Monastery in Romania

The Hodoș-Bodrog Monastery (Mănăstirea Hodoș-Bodrog) is one of the oldest monastic institutions in Romania. It was originally a Roman Catholic (Benedictine) monastery, built before 1177 and destroyed before 1293. The present monastery, which belongs to the Romanian Orthodox Church, was built near the ruins of the first monastery in the late 14th or early 15th century.

== Benedictine monastery ==
The Benedictine monastery was built for the noble Hodos kindred in Arad County in the Kingdom of Hungary. It was first mentioned as ecclesia de Hudust in a royal charter, issued in 1177. The monastery was dedicated to Saint Peter, according to a 1278 royal charter. Andrew II of Hungary granted a yearly income of 1000 salt cubes to the abbot. The last record of the monastery was made in 1278: in this year, Paul Gutkeled bequeathed the right of patronage of the monastery upon his five nephews. The monastery seems to have been destroyed shortly thereafter, most probably during the rebellion of the Cumans, because Andrew III of Hungary donated the land known as Hudusmonostura – "the monastery of Hodoș" in Hungarian – to one ispán Itemus and his brothers in 1293.

== Orthodox monastery ==
The new Orthodox monastery was built near the ruins of the former abbey in the late 14th or early 15th century. The present church of the monastery was built around 1370, according to a triconch plan (having apses with semi-domes on three sides of a square chamber), at a time when this architecture was spreading to Moldavia and Wallachia, the other Romanian provinces.

The Hodoș-Bodrog Monastery was also under Ottoman domination between 1552 and 1699, as part of the Eyalet of Temeşvar. The Ottoman rule was briefly interrupted for a short time by the struggle for the independence and unification of the Romanian countries, led by Michael the Brave (1595). It is likely that, during the military operations, the monastery suffered serious damages. The monastery was rebuilt at the very beginning of the 18th century, thanks to bishop Sava I Branković (oldest brother of Đorđe Branković), who resided in Lipova and later in Ineu (towns in what is now Arad County, Romania).

In the following decades, although continuing to suffer under the Ottoman rule, and even the hardships induced by the Transylvanian nobility, the monastery housed the residence of the bishops who shepherded this area. Among these were Sofronie, who visited Russia in 1651, and Isaija Đaković, who stayed at Hodoș-Bodrog around 1694 (he would later establish the Hodoș-Bodrog as the seat of the diocese of Ineu and Timișoara).
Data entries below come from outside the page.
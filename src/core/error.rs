//! Errors raised while acquiring costing inputs
//!
//! The registry, rate table and resolver never fail; these errors come only
//! from reading catalog, BOM and override files.

use std::path::PathBuf;

use miette::Diagnostic;
use thiserror::Error;

use crate::yaml::diagnostics::YamlParseError;

#[derive(Debug, Error, Diagnostic)]
pub enum CostingError {
    #[error("cannot read {path:?}: {source}")]
    #[diagnostic(code(costing::io))]
    Io {
        path: PathBuf,
        #[source]
        source: std::io::Error,
    },

    #[error(transparent)]
    #[diagnostic(transparent)]
    Yaml(#[from] YamlParseError),

    #[error("rate override file {path:?}, row {row}: {message}")]
    #[diagnostic(
        code(costing::overrides),
        help("expected columns: material,sub_material,size,process,supplier,rate")
    )]
    Override {
        path: PathBuf,
        row: usize,
        message: String,
    },

    #[error("invalid rate {rate} at {key}")]
    #[diagnostic(code(costing::rate), help("rates must be finite and not negative"))]
    InvalidRate { key: String, rate: f64 },

    #[error("invalid adjustment factor {factor} for {material} / {process}")]
    #[diagnostic(code(costing::adjustment))]
    InvalidAdjustment {
        material: String,
        process: String,
        factor: f64,
    },

    #[error("invalid quantity {qty} for material '{name}'")]
    #[diagnostic(code(costing::qty), help("quantities must be greater than zero"))]
    InvalidQty { name: String, qty: f64 },

    #[error("invalid list-price factor {0}")]
    #[diagnostic(code(costing::config))]
    InvalidLpFactor(String),
}

impl CostingError {
    pub fn io(path: impl Into<PathBuf>, source: std::io::Error) -> Self {
        CostingError::Io {
            path: path.into(),
            source,
        }
    }
}
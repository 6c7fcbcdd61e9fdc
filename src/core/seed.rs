//! Initial rate table construction from a sourcing catalog and base prices

use std::collections::BTreeMap;

use serde::{Deserialize, Serialize};
use tracing::debug;

use crate::core::error::CostingError;
use crate::core::rates::RateTable;

/// material → process → supplier names
pub type ValidCombos = BTreeMap<String, BTreeMap<String, Vec<String>>>;
/// material → applicable sub-material / grade names
pub type SubMaterialMap = BTreeMap<String, Vec<String>>;
/// material → sub-material → size → base rate
pub type BasePriceTable = BTreeMap<String, BTreeMap<String, BTreeMap<String, f64>>>;

/// Multiplier applied to base rates of one process on one part
#[derive(Debug, Clone, PartialEq, Serialize, Deserialize)]
pub struct RateAdjustment {
    pub material: String,
    pub process: String,
    pub factor: f64,
}

/// Investment casting a valve body costs half again as much as the base rate
pub fn default_adjustments() -> Vec<RateAdjustment> {
    vec![RateAdjustment {
        material: "BODY".to_string(),
        process: "INVESTMENT CASTING".to_string(),
        factor: 1.5,
    }]
}

/// Everything needed to seed a rate table
#[derive(Debug, Clone, Default, PartialEq, Serialize, Deserialize)]
pub struct SeedCatalog {
    /// Valid (process, supplier) combinations per part
    #[serde(default)]
    pub valid_combos: ValidCombos,

    /// Grades applicable to each part
    #[serde(default)]
    pub sub_materials: SubMaterialMap,

    /// Base prices per part, grade and size
    #[serde(default)]
    pub base_prices: BasePriceTable,

    /// Process surcharges; the built-in set when omitted
    #[serde(default = "default_adjustments")]
    pub adjustments: Vec<RateAdjustment>,
}

impl SeedCatalog {
    /// Check values a rate table must never hold
    pub fn validate(&self) -> Result<(), CostingError> {
        for (material, subs) in &self.base_prices {
            for (sub_material, sizes) in subs {
                for (size, rate) in sizes {
                    if !rate.is_finite() || *rate < 0.0 {
                        return Err(CostingError::InvalidRate {
                            key: format!("{}/{}/{}", material, sub_material, size),
                            rate: *rate,
                        });
                    }
                }
            }
        }
        for adj in &self.adjustments {
            if !adj.factor.is_finite() || adj.factor < 0.0 {
                return Err(CostingError::InvalidAdjustment {
                    material: adj.material.clone(),
                    process: adj.process.clone(),
                    factor: adj.factor,
                });
            }
        }
        Ok(())
    }

    /// Build the initial rate table from this catalog
    pub fn build_rates(&self) -> RateTable {
        build_initial_rates(
            &self.valid_combos,
            &self.sub_materials,
            &self.base_prices,
            &self.adjustments,
        )
    }
}

/// Combined multiplier for a (part, process) pair
fn adjustment_factor(adjustments: &[RateAdjustment], material: &str, process: &str) -> f64 {
    adjustments
        .iter()
        .filter(|a| a.material == material && a.process == process)
        .map(|a| a.factor)
        .product()
}

/// Fold the catalog into a rate table
///
/// For each part, each process and supplier it may be sourced through, each
/// grade listed for the part, and each size with a base price for that
/// (part, grade), one entry is written with the base rate times the
/// (part, process) adjustment. Grades without base prices contribute nothing.
/// Entries go through [`RateTable::set_rate`], so repeated suppliers in the
/// input cannot produce duplicate entries.
pub fn build_initial_rates(
    valid_combos: &ValidCombos,
    sub_materials: &SubMaterialMap,
    base_prices: &BasePriceTable,
    adjustments: &[RateAdjustment],
) -> RateTable {
    let mut table = RateTable::new();

    for (material, processes) in valid_combos {
        let Some(grades) = sub_materials.get(material) else {
            debug!(material, "no grades listed, skipping");
            continue;
        };
        let Some(priced_grades) = base_prices.get(material) else {
            debug!(material, "no base prices, skipping");
            continue;
        };

        for (process, suppliers) in processes {
            let factor = adjustment_factor(adjustments, material, process);
            for supplier in suppliers {
                for grade in grades {
                    let Some(sizes) = priced_grades.get(grade) else {
                        continue;
                    };
                    for (size, base_rate) in sizes {
                        let rate = base_rate * factor;
                        table.set_rate(material, grade, size, process, supplier, rate);
                    }
                }
            }
        }
    }

    debug!(entries = table.len(), "seeded rate table");
    table
}
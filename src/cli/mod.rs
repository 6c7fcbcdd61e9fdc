//! CLI module - argument parsing and command dispatch

pub mod args;
pub mod commands;
pub mod context;
pub mod helpers;

pub use args::{Cli, Commands, GlobalOpts, OutputFormat};
pub use context::CostingContext;
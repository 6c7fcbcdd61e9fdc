//! Source-located diagnostics for catalog and BOM YAML files

use miette::{Diagnostic, NamedSource, SourceSpan};
use thiserror::Error;

/// A catalog or BOM document that failed to parse
#[derive(Debug, Error, Diagnostic)]
#[error("could not read {kind} file: {message}")]
#[diagnostic(code(costing::yaml::parse))]
pub struct YamlParseError {
    #[source_code]
    src: NamedSource<String>,

    #[label("here")]
    span: SourceSpan,

    #[help]
    help: Option<String>,

    kind: &'static str,

    message: String,
}

impl YamlParseError {
    /// Wrap a serde_yml error, pointing at the location it reports
    pub fn from_serde_error(
        err: &serde_yml::Error,
        source: &str,
        filename: &str,
        kind: &'static str,
    ) -> Self {
        let (line, column) = err
            .location()
            .map(|loc| (loc.line(), loc.column()))
            .unwrap_or((1, 1));

        let offset = line_col_to_offset(source, line, column);
        let message = err.to_string();

        Self {
            src: NamedSource::new(filename, source.to_string()),
            span: SourceSpan::from(offset..offset.saturating_add(1)),
            help: suggest(&message),
            kind,
            message,
        }
    }

    pub fn message(&self) -> &str {
        &self.message
    }
}

/// Byte offset of a 1-based line/column pair, clamped to the source length
fn line_col_to_offset(source: &str, line: usize, column: usize) -> usize {
    let line_start = source
        .split_inclusive('\n')
        .take(line.saturating_sub(1))
        .map(str::len)
        .sum::<usize>();

    let line_len = source[line_start.min(source.len())..]
        .split('\n')
        .next()
        .map_or(0, str::len);

    (line_start + column.saturating_sub(1).min(line_len)).min(source.len())
}

fn suggest(message: &str) -> Option<String> {
    let msg = message.to_lowercase();

    if msg.contains("invalid type: floating point") || msg.contains("invalid type: integer") {
        return Some(
            "Quote size labels and grade names so they are read as text: \"2\"".to_string(),
        );
    }

    if msg.contains("invalid type: string") {
        return Some("Rates and quantities must be plain numbers without units".to_string());
    }

    if msg.contains("tab") {
        return Some("Indent with spaces; YAML does not allow tabs".to_string());
    }

    if msg.contains("duplicate") {
        return Some("Each material, grade and size may only be listed once per level".to_string());
    }

    if msg.contains("missing field") {
        return Some("Every BOM entry needs at least a `name`".to_string());
    }

    None
}
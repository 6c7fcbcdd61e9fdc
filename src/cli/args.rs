//! CLI argument definitions using clap derive

use clap::{Parser, Subcommand, ValueEnum};
use std::path::PathBuf;

use crate::cli::commands::{bom::BomCommands, check::CheckArgs, rate::RateCommands};

#[derive(Parser)]
#[command(name = "costing")]
#[command(author, version, about = "Valve costing toolkit")]
#[command(long_about = "Inspect valve BOM sourcing options and supplier rates by part, grade, size, process and supplier.")]
#[command(propagate_version = true)]
pub struct Cli {
    #[command(subcommand)]
    pub command: Commands,

    #[command(flatten)]
    pub global: GlobalOpts,
}

#[derive(clap::Args, Clone, Debug)]
pub struct GlobalOpts {
    /// Output format
    #[arg(long, short = 'f', global = true, default_value = "auto")]
    pub format: OutputFormat,

    /// Suppress non-essential output
    #[arg(long, short = 'q', global = true)]
    pub quiet: bool,

    /// Enable debug logging on stderr
    #[arg(long, short = 'v', global = true)]
    pub verbose: bool,

    /// Seed catalog (default: config, then the built-in demo catalog)
    #[arg(long, global = true)]
    pub catalog: Option<PathBuf>,

    /// BOM file (default: config, then the built-in demo BOM)
    #[arg(long, global = true)]
    pub bom: Option<PathBuf>,

    /// CSV of rate overrides applied after seeding
    #[arg(long, global = true)]
    pub overrides: Option<PathBuf>,

    /// List-price multiplier (overrides config)
    #[arg(long, global = true)]
    pub lp_factor: Option<f64>,
}

#[derive(Subcommand)]
pub enum Commands {
    /// Bill of materials and sourcing options
    #[command(subcommand)]
    Bom(BomCommands),

    /// Supplier rate queries
    #[command(subcommand)]
    Rate(RateCommands),

    /// Cross-check sourcing options against priced combinations
    Check(CheckArgs),
}

#[derive(ValueEnum, Clone, Copy, Debug, Default, PartialEq, Eq)]
pub enum OutputFormat {
    /// Table for terminals
    #[default]
    Auto,
    /// Tab-separated values (for piping)
    Tsv,
    /// JSON format (for programming)
    Json,
    /// YAML format
    Yaml,
    /// CSV format (for spreadsheets)
    Csv,
}

impl OutputFormat {
    /// JSON and YAML carry records, never prose
    pub fn is_structured(self) -> bool {
        matches!(self, OutputFormat::Json | OutputFormat::Yaml)
    }

    /// Parse the `default_format` config value
    pub fn from_config(value: &str) -> Option<Self> {
        <Self as ValueEnum>::from_str(value, true).ok()
    }
}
From the last decade of the 17th century until 1864, the monastery was under the jurisdiction of the metropolitans of Karlowitz, Serbia and was the only contemporary Orthodox monastery of the Arad diocese that faced great difficulties.

The church underwent several restorations throughout the centuries. The original structures were altered to some extent. After the 17th-century restoration, a baroque helmet was added to the dome.
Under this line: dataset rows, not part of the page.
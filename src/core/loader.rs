//! Input loading utilities
//!
//! Reads the seed catalog, the default BOM and rate overrides. The embedded
//! demo copies under `data/` stand in when no file is given.

use std::fs;
use std::path::Path;

use rust_embed::Embed;
use serde::Deserialize;
use tracing::debug;

use crate::core::error::CostingError;
use crate::core::rates::RateTable;
use crate::core::seed::SeedCatalog;
use crate::entities::material::NewMaterial;
use crate::yaml::diagnostics::YamlParseError;

#[derive(Embed)]
#[folder = "data/"]
struct DemoData;

const DEMO_CATALOG: &str = "demo_catalog.yaml";
const DEMO_BOM: &str = "default_bom.yaml";

/// One row of a rate override CSV
#[derive(Debug, Clone, PartialEq, Deserialize)]
pub struct RateOverride {
    pub material: String,
    pub sub_material: String,
    pub size: String,
    pub process: String,
    pub supplier: String,
    pub rate: f64,
}

fn embedded(name: &str) -> String {
    DemoData::get(name)
        .map(|file| String::from_utf8_lossy(&file.data).into_owned())
        .unwrap_or_default()
}

fn read(path: &Path) -> Result<String, CostingError> {
    fs::read_to_string(path).map_err(|e| CostingError::io(path, e))
}

/// Parse a seed catalog document
pub fn parse_catalog(source: &str, filename: &str) -> Result<SeedCatalog, CostingError> {
    let catalog: SeedCatalog = serde_yml::from_str(source)
        .map_err(|e| YamlParseError::from_serde_error(&e, source, filename, "catalog"))?;
    catalog.validate()?;
    Ok(catalog)
}

/// Load the seed catalog from `path`, or the embedded demo catalog
pub fn load_catalog(path: Option<&Path>) -> Result<SeedCatalog, CostingError> {
    match path {
        Some(path) => {
            debug!(path = %path.display(), "loading catalog");
            parse_catalog(&read(path)?, &path.display().to_string())
        }
        None => parse_catalog(&embedded(DEMO_CATALOG), DEMO_CATALOG),
    }
}

/// Parse a BOM document: a list of materials, optionally nested
pub fn parse_bom(source: &str, filename: &str) -> Result<Vec<NewMaterial>, CostingError> {
    let materials: Vec<NewMaterial> = serde_yml::from_str(source)
        .map_err(|e| YamlParseError::from_serde_error(&e, source, filename, "BOM"))?;
    check_quantities(&materials)?;
    Ok(materials)
}

fn check_quantities(materials: &[NewMaterial]) -> Result<(), CostingError> {
    for m in materials {
        if !m.qty.is_finite() || m.qty <= 0.0 {
            return Err(CostingError::InvalidQty {
                name: m.name.clone(),
                qty: m.qty,
            });
        }
        check_quantities(&m.children)?;
    }
    Ok(())
}

/// Load the BOM from `path`, or the embedded default BOM
pub fn load_bom(path: Option<&Path>) -> Result<Vec<NewMaterial>, CostingError> {
    match path {
        Some(path) => {
            debug!(path = %path.display(), "loading BOM");
            parse_bom(&read(path)?, &path.display().to_string())
        }
        None => parse_bom(&embedded(DEMO_BOM), DEMO_BOM),
    }
}

/// Read rate overrides from CSV with a header row
pub fn load_overrides(path: &Path) -> Result<Vec<RateOverride>, CostingError> {
    let mut reader = csv::ReaderBuilder::new()
        .has_headers(true)
        .trim(csv::Trim::All)
        .from_path(path)
        .map_err(|e| CostingError::Override {
            path: path.to_path_buf(),
            row: 0,
            message: e.to_string(),
        })?;

    let mut overrides = Vec::new();
    for (idx, record) in reader.deserialize::<RateOverride>().enumerate() {
        let row = idx + 2; // 1-indexed, after the header
        let record = record.map_err(|e| CostingError::Override {
            path: path.to_path_buf(),
            row,
            message: e.to_string(),
        })?;
        if !record.rate.is_finite() || record.rate < 0.0 {
            return Err(CostingError::Override {
                path: path.to_path_buf(),
                row,
                message: format!("rate must not be negative, got {}", record.rate),
            });
        }
        overrides.push(record);
    }
    Ok(overrides)
}

/// Upsert each override into the table
pub fn apply_overrides(table: &mut RateTable, overrides: &[RateOverride]) {
    for o in overrides {
        table.set_rate(&o.material, &o.sub_material, &o.size, &o.process, &o.supplier, o.rate);
    }
    debug!(count = overrides.len(), "applied rate overrides");
}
The frescoes in the monastery date from the first decades of the 17th century. Several sacred objects dating from earlier centuries add new values to the artistic treasure of the monastery, including the skull of a bull which dug up an icon of the Virgin Mary at the current site of the church.

Since then the monastery has added a new church, an outdoor summer chapel, and other buildings.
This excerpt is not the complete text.